** What to produce **
Every entry that follows should be written out again exactly.

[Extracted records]
━━━━━━━━━━━━━━━━
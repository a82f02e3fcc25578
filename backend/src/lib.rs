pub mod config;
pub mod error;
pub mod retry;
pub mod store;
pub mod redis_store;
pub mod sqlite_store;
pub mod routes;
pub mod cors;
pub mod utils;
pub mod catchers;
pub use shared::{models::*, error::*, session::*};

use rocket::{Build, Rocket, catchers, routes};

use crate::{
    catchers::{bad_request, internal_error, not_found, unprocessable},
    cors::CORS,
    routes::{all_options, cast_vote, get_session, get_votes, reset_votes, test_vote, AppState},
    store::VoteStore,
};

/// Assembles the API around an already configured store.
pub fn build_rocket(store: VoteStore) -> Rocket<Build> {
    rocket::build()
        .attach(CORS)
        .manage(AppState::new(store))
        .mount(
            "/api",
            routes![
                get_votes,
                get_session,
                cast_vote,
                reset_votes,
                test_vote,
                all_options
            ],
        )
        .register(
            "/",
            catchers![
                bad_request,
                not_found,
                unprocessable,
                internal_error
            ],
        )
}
━━━━━━━━━━━━━━━━
** Answer section **
repository a82f02e3fcc25578
filename backend/src/lib.rs
pub mod config;
pub mod error;
pub mod retry;
pub mod store;
pub mod redis_store;
pub mod sqlite_store;
pub mod routes;
pub mod cors;
pub mod utils;
pub mod catchers;
pub use shared::{models::*, error::*, session::*};

use rocket::{Build, Rocket, catchers, routes};

use crate::{
    catchers::{bad_request, internal_error, not_found, unprocessable},
    cors::CORS,
    routes::{all_options, cast_vote, get_session, get_votes, reset_votes, test_vote, AppState},
    store::VoteStore,
};

/// Assembles the API around an already configured store.
pub fn build_rocket(store: VoteStore) -> Rocket<Build> {
    rocket::build()
        .attach(CORS)
        .manage(AppState::new(store))
        .mount(
            "/api",
            routes![
                get_votes,
                get_session,
                cast_vote,
                reset_votes,
                test_vote,
                all_options
            ],
        )
        .register(
            "/",
            catchers![
                bad_request,
                not_found,
                unprocessable,
                internal_error
            ],
        )
}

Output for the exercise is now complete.